TabletopGame Why did I read the FATAL thread?!
I read the FATAL thread out of morbid curiosity, every page of it. I am now fully convinced that this is the worst of all possible games and that the author must be exorcised, imprisoned or exiled to Antarctica (saying he should be sent to an asylum would be insulting to the mentally ill). EVERYTHING about this game is appaling. The d10,000,000 dice roll, character creation, the setting, the "humour", this game is excrement of the highest caliber. It should be printed out, stamped on, cut to prices, made into Papier mache, exorcised, burnt and the ashes scattered to the wind.
TabletopGame Pick up your thesaurus and turn to the entry for 'bad'
I've invented a new unit for measuring how bad things are. I call it Suck Factor, and it is measured in dysons. 1Dy-4Dy is for things that are So Bad Its Good. 5-10Dy denotes a case of So Bad Its Horrible. (For benchmarks: Manos The Hands Of Fate is 4Dy, while the collected works of Coleman Francis score 7Dy, except Red Zone Cuba which is 8Dy).

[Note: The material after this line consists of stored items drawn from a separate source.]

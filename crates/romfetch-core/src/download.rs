//! Streamed archive download into the target directory.
//!
//! The body is written to disk as curl hands it over, in chunks of at most
//! [`CHUNK_SIZE`] bytes; nothing is buffered in memory. A failed or interrupted
//! transfer leaves the partial file in place for the caller to clean up.

use std::fs::File;
use std::io::{BufWriter, Write};
use std::path::{Path, PathBuf};

use thiserror::Error;

use crate::control::InterruptFlag;
use crate::http::{self, CurlOptions};
use crate::url_model::filename_from_url;

/// Receive buffer handed to libcurl; the write callback never sees more than this.
pub const CHUNK_SIZE: usize = 16 * 1024;

#[derive(Debug, Error)]
pub enum DownloadError {
    #[error("cannot derive a file name from {0}")]
    NoFileName(String),
    #[error("create {path}: {source}")]
    Create {
        path: PathBuf,
        #[source]
        source: std::io::Error,
    },
    #[error("write {path}: {source}")]
    Write {
        path: PathBuf,
        #[source]
        source: std::io::Error,
    },
    #[error("GET {url} failed: {source}")]
    Transfer {
        url: String,
        #[source]
        source: curl::Error,
    },
    #[error("GET {url} returned HTTP {status}")]
    Http { url: String, status: u32 },
    #[error("download interrupted")]
    Interrupted,
}

/// Output path for `url` inside `dir`.
pub fn target_path(url: &str, dir: &Path) -> Result<PathBuf, DownloadError> {
    let name = filename_from_url(url).ok_or_else(|| DownloadError::NoFileName(url.to_string()))?;
    Ok(dir.join(name))
}

/// Downloads `url` into `dir` with a single GET and returns the written path.
///
/// An existing file with the same name is overwritten. The transfer is
/// aborted as soon as `interrupt` is raised.
pub fn download_archive(
    url: &str,
    dir: &Path,
    curl: &CurlOptions,
    interrupt: &InterruptFlag,
) -> Result<PathBuf, DownloadError> {
    let path = target_path(url, dir)?;
    let file = File::create(&path).map_err(|source| DownloadError::Create {
        path: path.clone(),
        source,
    })?;
    let mut out = BufWriter::with_capacity(CHUNK_SIZE, file);
    let mut write_error: Option<std::io::Error> = None;
    let mut written: u64 = 0;

    let transfer_err = |source| DownloadError::Transfer {
        url: url.to_string(),
        source,
    };

    let mut easy = http::easy_get(url, curl).map_err(transfer_err)?;
    easy.buffer_size(CHUNK_SIZE).map_err(transfer_err)?;
    easy.progress(true).map_err(transfer_err)?;

    {
        let mut transfer = easy.transfer();
        transfer
            .write_function(|data| {
                if data.is_empty() {
                    return Ok(0);
                }
                match out.write_all(data) {
                    Ok(()) => {
                        written += data.len() as u64;
                        Ok(data.len())
                    }
                    Err(e) => {
                        write_error = Some(e);
                        Ok(0) // abort transfer
                    }
                }
            })
            .map_err(transfer_err)?;
        // Returning false aborts the transfer with CURLE_ABORTED_BY_CALLBACK.
        transfer
            .progress_function(|_, _, _, _| !interrupt.is_raised())
            .map_err(transfer_err)?;
        if let Err(e) = transfer.perform() {
            drop(transfer);
            if e.is_aborted_by_callback() && interrupt.is_raised() {
                return Err(DownloadError::Interrupted);
            }
            if let (true, Some(source)) = (e.is_write_error(), write_error.take()) {
                return Err(DownloadError::Write { path, source });
            }
            return Err(transfer_err(e));
        }
    }

    out.flush().map_err(|source| DownloadError::Write {
        path: path.clone(),
        source,
    })?;

    let status = easy.response_code().map_err(transfer_err)?;
    if !(200..300).contains(&status) {
        return Err(DownloadError::Http {
            url: url.to_string(),
            status,
        });
    }

    tracing::debug!(url, path = %path.display(), bytes = written, "archive downloaded");
    Ok(path)
}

FATAL had exceeded 9 kilodysons by the end of character creation, and proceeded to expand into numbers so large that scientific notation is almost unable to handle them. It really is that bad.

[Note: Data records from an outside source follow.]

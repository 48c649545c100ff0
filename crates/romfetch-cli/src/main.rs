use clap::Parser;
use romfetch_core::logging;

mod cli;

use crate::cli::{exit, Cli};

fn main() {
    let cli = Cli::parse();

    // Initialize logging as early as possible.
    if let Err(err) = logging::init_logging(cli.verbose, cli.log_file.as_deref()) {
        logging::init_logging_stderr();
        tracing::warn!("falling back to stderr logging: {:#}", err);
    }

    let strict = cli.is_simple_form();
    if let Err(err) = cli.run() {
        eprintln!("romfetch error: {:#}", err);
        std::process::exit(exit::code_for(&err, strict));
    }
}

As to why it managed such an abysmal score...where to begin? The creepy sexual undertones, verging on overtones, that suffuse almost everything that could conceivably possess creepy sexual undertones? The refusal to do the freaking research? The pages and pages of charts broken only by badly drawn porn? The ludicrously complex rules? The sexism? The racism? The militant stupidity? All of the above, at once, on fire?
This game is abysmal, abhorrent, appalling, and generally every other synonym for 'bad' you can think of. Do not read it, lest you find yourself cleaning out the inside of your skull with barbed wire and bleach.
All in all, **** (no, that doesn't mean "4 stars". It just means Sound Effect Bleep.)
TabletopGame Unplayable but salvageable.
Well, FATAL is the worst roleplaying system I've ever seen. It's unplayable and offensive as it is.
Emphasis on "as it is".
First of all, there are some concepts that sucked in D&D and went Up To Eleven. Then, a common target for bashing FATAL is ridiculous character creation. But it's nigh impossible to think that authors intended to roll 10d100 with actual dice. It's much better to use random.org and a custom 'face for rolling routine. 10d100 provides a nice and curvy distribution. Using this idea can be useful to a GM if he wants to make a fully forged world instead of a single adventure. Some class ideas are also pretty nice, like gaining experience for routine actions or service at a more or less constant rate. Other nice ideas include speaking fast to determine whether you are able to chant fast enough or not, or different kinds of charisma, but they mustn't be made into atributes, they must be derivative instead. Generating the appearance is pure shit, as are those countless rules about sex and sex-related things, and I don't wanna discuss that.
And, last but not least, FATAL is worth existing for one things: to ba example of how you must NOT design a roleplaying system. If your project has low playability but a bunch of interesing ideas, it's worth nothing at all.
TabletopGame FATAL A Roleplaying Game of Medieval Gangrape
The game in itself is bad. It is either a sign of mental sickness, or a very good prank. That is beyond discussion.
But used properly, one can turn FATAL into the roleplaying experience of a lifetime. And that is what I did. I was storytelling a game of Mage the Awakening, and my players just refused to be horrified by anything. The Abyss, the Shadow, the urban intrigue was just not working. So I took them into the depths of Mister Hall's sick mind.
Their characters where taken into a place of non-reality, a place where the undescribability that is Byron Hall's masterpiece was reality. I read bits and pieces from the book to set the mood. It was a spirit realm populated by spirits of rape and depravity whose bans where made of mathematical insanity, and where logic is just an empty word.
In general, it worked. My players where horrified. Two decided their characters too sullied to ever be played again. Character sheets were burned. Dice were thrown into rivers. Young men questioned their ability to ever have sex again.
As you can see, even if he completely lacks any ability to create a coherent roleplaying system, as a horror writer Byron Hall is an undisputed genius. As a horror character he gets even better.